Stored data:
============================================================

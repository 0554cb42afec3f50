//! Service configuration from command-line flags and environment variables.
//!
//! Every flag has an environment fallback so the service can be configured
//! entirely through the container environment.

use std::net::{IpAddr, SocketAddr};
use std::path::PathBuf;
use std::sync::Arc;
use std::time::Duration;

use clap::Parser;
use hp_prompts::{CacheConfig, DirPromptStore, GcsPromptStore, MemoryPromptStore, PromptStore};

use crate::model::{DEFAULT_GEMINI_MODEL, GeminiClient};

/// Preview-editing support service.
#[derive(Parser, Debug, Clone)]
#[command(name = "hp-support", about = "Preview-editing support service backed by a prompt cache")]
pub struct ServiceConfig {
    /// Address to bind the HTTP server to.
    #[arg(long, env = "BIND_ADDR", default_value = "0.0.0.0")]
    pub bind: IpAddr,

    /// Port for the HTTP server.
    #[arg(long, env = "PORT", default_value_t = 8080)]
    pub port: u16,

    /// GCS bucket holding `prompts/<name>.txt` objects.
    #[arg(long, env = "PROMPTS_BUCKET_NAME")]
    pub prompts_bucket: Option<String>,

    /// Alternative GCS JSON API base, e.g. a storage emulator.
    #[arg(long, env = "GCS_ENDPOINT")]
    pub gcs_endpoint: Option<String>,

    /// Fixed OAuth bearer token for the prompts bucket. Without it the
    /// instance metadata server supplies short-lived tokens.
    #[arg(long, env = "GCS_ACCESS_TOKEN", hide_env_values = true)]
    pub gcs_token: Option<String>,

    /// Talk to the bucket without credentials (public buckets).
    #[arg(long, env = "GCS_ANONYMOUS")]
    pub gcs_anonymous: bool,

    /// Local directory containing `prompts/<name>.txt`. Used when no bucket is set.
    #[arg(long, env = "PROMPTS_DIR")]
    pub prompts_dir: Option<PathBuf>,

    /// Minutes a fetched prompt is served before it is refreshed.
    #[arg(long, env = "PROMPT_CACHE_MINUTES", default_value_t = 60)]
    pub cache_minutes: u64,

    /// Upper bound, in seconds, on a single prompt store call.
    #[arg(long, env = "PROMPT_FETCH_TIMEOUT_SECS", default_value_t = 10)]
    pub fetch_timeout_secs: u64,

    /// Gemini API key. Without it the chat and fix-instruction endpoints are disabled.
    #[arg(long, env = "GEMINI_API_KEY", hide_env_values = true)]
    pub gemini_api_key: Option<String>,

    /// Gemini model name.
    #[arg(long, env = "GEMINI_MODEL", default_value = DEFAULT_GEMINI_MODEL)]
    pub model: String,
}

impl ServiceConfig {
    pub fn bind_addr(&self) -> SocketAddr {
        SocketAddr::new(self.bind, self.port)
    }

    pub fn cache_config(&self) -> CacheConfig {
        CacheConfig::default()
            .with_cache_minutes(self.cache_minutes)
            .with_fetch_timeout(Duration::from_secs(self.fetch_timeout_secs))
    }

    /// Pick the prompt store: bucket, then directory, then an empty in-memory
    /// store (every prompt then comes from the fallback catalog).
    pub fn build_store(&self) -> Result<Arc<dyn PromptStore>, String> {
        if let Some(ref bucket) = self.prompts_bucket {
            return Ok(Arc::new(self.build_gcs_store(bucket)?));
        }
        if let Some(ref dir) = self.prompts_dir {
            return Ok(Arc::new(DirPromptStore::new(dir.clone())));
        }
        Ok(Arc::new(MemoryPromptStore::new()))
    }

    /// GCS store with credentials: a fixed token if given, nothing for an
    /// emulator endpoint or `--gcs-anonymous`, otherwise the metadata server.
    fn build_gcs_store(&self, bucket: &str) -> Result<GcsPromptStore, String> {
        let mut store = GcsPromptStore::new(bucket).map_err(|e| e.to_string())?;
        if let Some(ref endpoint) = self.gcs_endpoint {
            store = store.with_endpoint(endpoint.clone());
        }
        if let Some(ref token) = self.gcs_token {
            store = store.with_token(token.clone());
        } else if self.gcs_endpoint.is_none() && !self.gcs_anonymous {
            store = store.with_metadata_credentials();
        }
        Ok(store)
    }

    /// The Gemini client, if an API key is configured.
    pub fn build_model(&self) -> Result<Option<GeminiClient>, String> {
        match self.gemini_api_key {
            Some(ref key) if !key.is_empty() => {
                GeminiClient::new(key.clone(), self.model.clone()).map(Some)
            }
            _ => Ok(None),
        }
    }
}
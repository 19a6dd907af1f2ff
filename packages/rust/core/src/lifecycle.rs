//! The entry state machine.
//!
//! Pure functions from the current entry to the next one. Storage, locking
//! and logging live in [`crate::engine`].
//!
//! | From       | Operation       | To         |
//! |------------|-----------------|------------|
//! | pending    | approve         | approved   |
//! | pending    | reject          | rejected   |
//! | unanswered | add_answer      | approved   |
//! | any        | edit            | any        |

use chrono::{DateTime, Utc};
use qabase_normalizer::normalize_non_empty;
use qabase_shared::{
    AnswerRecord, AnswerSource, Attribution, EntryId, EntryPatch, QaBaseError, QaEntry, Result,
    Source, Status, Submission,
};

/// Build a new entry from an adapter's submission.
pub fn create(submission: Submission, now: DateTime<Utc>) -> Result<QaEntry> {
    let question_processed = normalize_non_empty(&submission.question)
        .ok_or_else(|| QaBaseError::validation("question must not be empty"))?;
    let answer = submission
        .answer
        .filter(|a| normalize_non_empty(a).is_some());

    match (submission.status, &answer) {
        (Status::Pending, None) => {
            return Err(QaBaseError::validation("answer must not be empty"));
        }
        (Status::Unanswered, Some(_)) => {
            return Err(QaBaseError::validation(
                "unanswered submissions must not carry an answer",
            ));
        }
        (Status::Pending | Status::Unanswered, _) => {}
        (other, _) => {
            return Err(QaBaseError::validation(format!(
                "entries cannot be created in status '{other}'"
            )));
        }
    }

    let (submitted_by, chat_user) = match submission.attribution {
        Attribution::Anonymous => (None, None),
        Attribution::SubmittedBy(_) if submission.source == Source::Slack => {
            return Err(QaBaseError::validation(
                "chat submissions are attributed by chat user",
            ));
        }
        Attribution::SubmittedBy(name) => (Some(name), None),
        Attribution::ChatUser(_) if submission.source != Source::Slack => {
            return Err(QaBaseError::validation(format!(
                "{} submissions cannot carry a chat user",
                submission.source
            )));
        }
        Attribution::ChatUser(user) => (None, Some(user)),
    };

    let answers = answer
        .iter()
        .map(|text| AnswerRecord {
            text: text.clone(),
            source: AnswerSource::from(submission.source),
            created_at: now,
        })
        .collect();

    Ok(QaEntry {
        id: EntryId::new(),
        question: submission.question,
        answer_processed: answer.as_deref().and_then(normalize_non_empty),
        answer,
        question_processed: Some(question_processed),
        status: submission.status,
        source: submission.source,
        submitted_by,
        chat_user,
        external_id: submission.external_id,
        answers,
        created_at: now,
        updated_at: now,
        approved_at: None,
    })
}

/// `pending → approved`. Requires a non-empty answer.
pub fn approve(entry: &QaEntry, now: DateTime<Utc>) -> Result<QaEntry> {
    if entry.status != Status::Pending {
        return Err(QaBaseError::invalid_transition(
            entry.status,
            "approve",
            "only pending entries can be approved",
        ));
    }
    if !entry.has_answer() {
        return Err(QaBaseError::invalid_transition(
            entry.status,
            "approve",
            "entry has no answer",
        ));
    }

    let mut next = entry.clone();
    next.status = Status::Approved;
    next.approved_at = Some(now);
    next.updated_at = now;
    Ok(next)
}

/// `pending → rejected`.
pub fn reject(entry: &QaEntry, now: DateTime<Utc>) -> Result<QaEntry> {
    if entry.status != Status::Pending {
        return Err(QaBaseError::invalid_transition(
            entry.status,
            "reject",
            "only pending entries can be rejected",
        ));
    }

    let mut next = entry.clone();
    next.status = Status::Rejected;
    next.updated_at = now;
    Ok(next)
}

/// `unanswered → approved` with a moderator's answer, recorded as `manual`.
pub fn add_answer(entry: &QaEntry, text: &str, now: DateTime<Utc>) -> Result<QaEntry> {
    if entry.status != Status::Unanswered {
        return Err(QaBaseError::invalid_transition(
            entry.status,
            "answer",
            "only unanswered entries can be answered",
        ));
    }
    let processed = normalize_non_empty(text)
        .ok_or_else(|| QaBaseError::validation("answer must not be empty"))?;

    let mut next = entry.clone();
    next.answers.insert(
        0,
        AnswerRecord {
            text: text.to_string(),
            source: AnswerSource::Manual,
            created_at: now,
        },
    );
    next.answer = Some(text.to_string());
    next.answer_processed = Some(processed);
    next.status = Status::Approved;
    next.approved_at = Some(now);
    next.updated_at = now;
    Ok(next)
}

/// Admin override. Sets any field and any status without transition checks.
///
/// A changed, non-blank answer is prepended to the history with source
/// `edit`; a blank answer clears the current answer but keeps the history.
pub fn edit(entry: &QaEntry, patch: &EntryPatch, now: DateTime<Utc>) -> Result<QaEntry> {
    let status = patch.status.as_deref().map(str::parse::<Status>).transpose()?;

    let mut next = entry.clone();
    if let Some(question) = &patch.question {
        next.question_processed = Some(
            normalize_non_empty(question)
                .ok_or_else(|| QaBaseError::validation("question must not be empty"))?,
        );
        next.question = question.clone();
    }

    if let Some(answer) = &patch.answer {
        match normalize_non_empty(answer) {
            None => {
                next.answer = None;
                next.answer_processed = None;
            }
            Some(processed) if entry.answer.as_deref() != Some(answer.as_str()) => {
                next.answers.insert(
                    0,
                    AnswerRecord {
                        text: answer.clone(),
                        source: AnswerSource::Edit,
                        created_at: now,
                    },
                );
                next.answer = Some(answer.clone());
                next.answer_processed = Some(processed);
            }
            Some(_) => {}
        }
    }

    if let Some(status) = status {
        next.status = status;
        if status == Status::Approved && next.approved_at.is_none() {
            next.approved_at = Some(now);
        }
    }

    next.updated_at = now;
    Ok(next)
}
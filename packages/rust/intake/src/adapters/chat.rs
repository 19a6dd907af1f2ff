//! Chat integration: questions nobody has answered yet.

use async_trait::async_trait;
use qabase_shared::{QaBaseError, Result, Source, Submission};
use serde::Deserialize;
use tracing::debug;

use crate::{Intake, IntakeAdapter, is_blank};

/// A question relayed by the chat bot after search found nothing.
#[derive(Debug, Clone, Default, PartialEq, Deserialize)]
#[serde(rename_all = "camelCase")]
pub struct ChatQuestion {
    #[serde(default)]
    pub question: String,
    /// Platform user id of the asker.
    #[serde(default, alias = "chat_user")]
    pub chat_user: String,
    /// Platform message id; redelivered messages reuse the first entry.
    #[serde(default, alias = "external_id")]
    pub external_id: Option<String>,
}

/// Produces one `unanswered` submission per chat question.
pub struct ChatAdapter;

#[async_trait]
impl IntakeAdapter for ChatAdapter {
    type Raw = ChatQuestion;

    fn source(&self) -> Source {
        Source::Slack
    }

    fn name(&self) -> &str {
        "chat"
    }

    async fn ingest(&self, raw: ChatQuestion) -> Result<Intake> {
        if is_blank(&raw.question) {
            return Err(QaBaseError::validation("question must not be empty"));
        }
        let chat_user = raw.chat_user.trim();
        if chat_user.is_empty() {
            return Err(QaBaseError::validation("chatUser is required"));
        }
        debug!(adapter = self.name(), chat_user, "accepted chat question");

        let submission =
            Submission::unanswered(raw.question, chat_user).external_id(raw.external_id);
        Ok(Intake::single(submission))
    }
}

============================================================

State how many lines of the records above contain "ServiceConfig", with no words besides the number.

2